Tuesday, December 08, 2009

Apple Rolling Along

On Friday, we heard that Apple had decided to buy Lala, a four-year-old Palo Alto company that permits users to stream music directly from the Internet rather than downloading the tunes.

There was lots of speculation over the last couple of days as to what Apple has in mind. Here are the two polar-opposite theories:

  • Conspiracy theorists believe Apple purchased Lala because it was a competitor that they plan to put out of business.
  • Others among us are convinced that Apple is getting ready to move away from the iTunes store to streaming tunes from a cloud environment.

Let's talk about the differences between Apple and Lala's business models.

Apple uses a traditional proprietary model. Users pay small fees to download music tracks from the iTunes store. The user owns the tunes and maintains them on a device (a PC or iPod or similar Mp3 player).

Lala's model is different. Instead of a proprietary model, it is more of a subscription model. Users don't own the tunes; they pay 10¢ for unlimited use of a tune whenever and wherever they want. They can stream the tune on their computer at work or on their PC at home or on an Mp3 player at the beach. Lala uses a cloud computing environment to store the user's tunes and can even duplicate the user's iPod playlist.

If you are not familiar with a cloud computing environment, go here to read about it on Wikipedia. Essentially, it's a way for companies (or individuals) to move away from large expenditures in hardware and software. Instead of making huge investments in technology, the customer uses another company's hardware and software and only pays for what s/he uses.

The first time I ever heard of a cloud environment was in November, 2006 when I wrote about Amazon's initiative titled EC2 or Elastic Compute Cloud here.

According to Business Week, EC2 "potentially make(s) a profit center out of idle computing capacity needed for [Amazon's] . . . retail operation. Like most computer networks, Amazon's uses as little as 10% of its capacity at any one time just to leave room for occasional spikes." EC2 allows users to use the Amazon infrastructure by renting out that excess computing power, starting at 10¢ an hour for the equivalent of a basic server computer.

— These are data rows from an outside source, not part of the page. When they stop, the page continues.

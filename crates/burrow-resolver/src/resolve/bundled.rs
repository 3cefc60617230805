use burrow_core::types::RUNTIME_PACKAGE;

/// Packages bundled with the runtime; never looked up in a source
pub const CORE_PACKAGES: &[&str] = &[
    RUNTIME_PACKAGE,
    "base",
    "compiler",
    "datasets",
    "grDevices",
    "graphics",
    "grid",
    "methods",
    "parallel",
    "splines",
    "stats",
    "stats4",
    "tcltk",
    "tools",
    "translations",
    "utils",
];

pub fn is_core_package(name: &str) -> bool {
    CORE_PACKAGES.contains(&name)
}
//! `burrow cache` subcommands.

use burrow_core::error::{BurrowError, BurrowResult};

use super::CommandContext;

/// List cached entries, largest first
pub fn list(ctx: &CommandContext) -> BurrowResult<()> {
    let store = ctx.open_store()?;
    let mut entries = store.entries();
    if entries.is_empty() {
        ctx.output.info(&format!("Cache at {} is empty", store.root_path()));
        return Ok(());
    }

    entries.sort_by(|a, b| b.size.cmp(&a.size).then_with(|| a.digest.cmp(&b.digest)));
    let total: u64 = entries.iter().map(|entry| entry.size).sum();

    for entry in &entries {
        ctx.output.plain(&format!(
            "{}  {:>10}  {}/{}",
            entry.digest,
            format_size(entry.size),
            entry.source.trim_end_matches('/'),
            entry.path
        ));
    }
    ctx.output.info(&format!(
        "{} entries, {} in {}",
        entries.len(),
        format_size(total),
        store.root_path()
    ));
    Ok(())
}

/// Remove one entry by digest
pub fn remove(digest: &str, ctx: &CommandContext) -> BurrowResult<()> {
    let store = ctx.open_store()?;
    match store.remove(digest)? {
        Some(size) => {
            ctx.output
                .success(&format!("Removed {digest} ({})", format_size(size)));
            Ok(())
        },
        None => Err(BurrowError::ConfigValidation {
            field: "digest".to_string(),
            reason: format!("no cache entry with digest '{digest}'"),
        }),
    }
}

/// Remove every entry
pub fn clear(ctx: &CommandContext) -> BurrowResult<()> {
    let store = ctx.open_store()?;
    let freed = store.clear()?;
    ctx.output
        .success(&format!("Cleared cache, freed {}", format_size(freed)));
    Ok(())
}

fn format_size(bytes: u64) -> String {
    const UNITS: [&str; 4] = ["B", "KiB", "MiB", "GiB"];
    let mut value = bytes as f64;
    let mut unit = 0;
    while value >= 1024.0 && unit < UNITS.len() - 1 {
        value /= 1024.0;
        unit += 1;
    }
    if unit == 0 {
        format!("{bytes} B")
    } else {
        format!("{value:.1} {}", UNITS[unit])
    }
}
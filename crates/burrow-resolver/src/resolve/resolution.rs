//! Output of a successful resolution pass.

use std::collections::{BTreeMap, BTreeSet};

use burrow_core::types::{Category, Constraint, RootRequest, VcsReference, Version};
use burrow_lockfile::{Lock, LockedPackage};
use burrow_registry::Candidate;

use crate::graph::{DependencyGraph, PackageNode};
use crate::vcs::reference_label;

/// Where a bound package comes from
#[derive(Debug, Clone, PartialEq, Eq)]
pub enum NodeOrigin {
    /// Selected from the source pool
    Pool { candidate: Candidate },
    /// Checked out from a repository
    Vcs {
        url: String,
        reference: VcsReference,
        commit: String,
    },
    /// Bundled with the runtime
    Core { version: Option<Version> },
}

/// One bound package
#[derive(Debug, Clone, PartialEq, Eq)]
pub struct ResolvedNode {
    pub name: String,
    pub origin: NodeOrigin,
    pub fingerprint: Option<String>,
    /// Runtime constraint declared by the package
    pub runtime: Option<Constraint>,
    pub categories: BTreeSet<Category>,
    /// Required dependencies with the constraint this package puts on each
    pub children: Vec<(String, Constraint)>,
}

impl NodeOrigin {
    pub fn version(&self) -> Option<&Version> {
        match self {
            NodeOrigin::Pool { candidate } => Some(&candidate.version),
            NodeOrigin::Vcs { .. } => None,
            NodeOrigin::Core { version } => version.as_ref(),
        }
    }

    /// Label used in progress markers and conflict reports
    pub fn label(&self) -> String {
        match self {
            NodeOrigin::Pool { candidate } => candidate.version.to_string(),
            NodeOrigin::Vcs { reference, .. } => reference_label(reference),
            NodeOrigin::Core { version: Some(version) } => version.to_string(),
            NodeOrigin::Core { version: None } => "core".to_string(),
        }
    }
}

impl ResolvedNode {
    pub(crate) fn new(name: &str, origin: NodeOrigin) -> Self {
        Self {
            name: name.to_string(),
            origin,
            fingerprint: None,
            runtime: None,
            categories: BTreeSet::new(),
            children: Vec::new(),
        }
    }

    fn to_locked(&self) -> LockedPackage {
        let package = match &self.origin {
            NodeOrigin::Pool { candidate } => LockedPackage::from_source(
                &self.name,
                candidate.version.clone(),
                &candidate.source,
                &candidate.path,
            ),
            NodeOrigin::Vcs {
                url,
                reference,
                commit,
            } => LockedPackage::from_vcs(&self.name, url, reference.clone(), commit),
            NodeOrigin::Core { version } => LockedPackage::core(&self.name, version.clone()),
        };
        let package = package
            .with_runtime(self.runtime.clone())
            .with_categories(self.categories.iter().copied())
            .with_dependencies(self.children.iter().map(|(name, _)| name.clone()));
        match &self.fingerprint {
            Some(fingerprint) => package.with_fingerprint(fingerprint.clone()),
            None => package,
        }
    }
}

/// Every package bound by one resolution pass
#[derive(Debug)]
pub struct Resolution {
    request: RootRequest,
    nodes: BTreeMap<String, ResolvedNode>,
    conservative: bool,
}

impl Resolution {
    /// Assemble the result of a completed walk. Categories flow from each
    /// root to everything reachable from it.
    pub(crate) fn assemble(
        request: &RootRequest,
        mut nodes: BTreeMap<String, ResolvedNode>,
        conservative: bool,
    ) -> Result<Self, Vec<String>> {
        let mut graph = DependencyGraph::new();
        for node in nodes.values() {
            graph.add_package(PackageNode::new(&node.name, node.origin.label()));
        }
        for node in nodes.values() {
            for (child, constraint) in &node.children {
                // Every child was bound by the walk
                let _ = graph.add_dependency(&node.name, child, constraint.clone());
            }
        }
        graph.detect_cycles()?;

        for root in &request.dependencies {
            for name in graph.reachable_from(&root.name) {
                if let Some(node) = nodes.get_mut(&name) {
                    node.categories.extend(root.categories.iter().copied());
                }
            }
        }

        Ok(Self {
            request: request.clone(),
            nodes,
            conservative,
        })
    }

    /// Bound packages by name
    pub fn nodes(&self) -> impl Iterator<Item = &ResolvedNode> {
        self.nodes.values()
    }

    pub fn node(&self, name: &str) -> Option<&ResolvedNode> {
        self.nodes.get(name)
    }

    pub fn len(&self) -> usize {
        self.nodes.len()
    }

    pub fn is_empty(&self) -> bool {
        self.nodes.is_empty()
    }

    /// Lock pinning every bound package
    pub fn to_lock(&self) -> Lock {
        let packages = self.nodes.values().map(ResolvedNode::to_locked).collect();
        Lock::new(&self.request, packages, self.conservative)
    }
}

impl From<Resolution> for Lock {
    fn from(resolution: Resolution) -> Self {
        resolution.to_lock()
    }
}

Users have to get used to the idea of storing their data on someone else's servers. One of my brothers--a computer programmer--said that the U.S. government has been leasing secure data space from high tech companies for years.

I'm in the process of reading Googled: The End of the World as We Know It by Ken Auletta. He says:

"A 'cloud' of servers could store a consumer's information and hold a suite of software products, including spreadsheets, word processing, and calendars."

"Google has dozens of data centers all over the world . . . and within these data centers are housed what may be the world's most massive computer system, millions of PCs that have no keyboards or screens and are arranged in stacks and have been repurposed as servers to process searches. The servers in these data centers provide an array of software services that users can access from any device."
So we have both Amazon and Google getting into the cloud computing business. It should, therefore, not come as a surprise when I tell you that, in June, Data Center Knowledge reported that North Carolina Governor Bev Perdue had announced "Apple Inc. has selected North Carolina as the location for a new data center and will invest more than $1 billion in the project over nine years."

The article went on to say:
The size of the project raises interesting questions about Apple’s ambitions for its online operations. The $1 billion price tag is nearly twice the $500 to $600 million that Microsoft and Google typically invest in the enormous data centers that power their cloud computing platforms.
Yesterday, the Edible Apple suggested that "Apple made the [Lala] purchase not so much for Lala’s technology or business, but more so to acquire the talent behind the company and their cumulative expertise with 'cloud-based music services'.”

Friday's New York Times reported that, with the purchase, "Apple would primarily be buying Lala’s engineers, including its energetic co-founder Bill Nguyen, and their experience with cloud-based music services."

If Apple moves to a subscription model, their iPhone could leave its smartphone competitors in the dust. And who's to say they have to stop with music. With that large a facility, Apple could also begin streaming novels.

Stay tuned . . .

2 comments:

Colleen said...

Interesting... I belong to a survey panel and only yesterday was sent a survey on guess what topic? Yup. Would I subscribe to listen to streaming music?

Maya Reynolds said...

Colleen: Interesting indeed.

I suspect we will be streaming books AND music before long.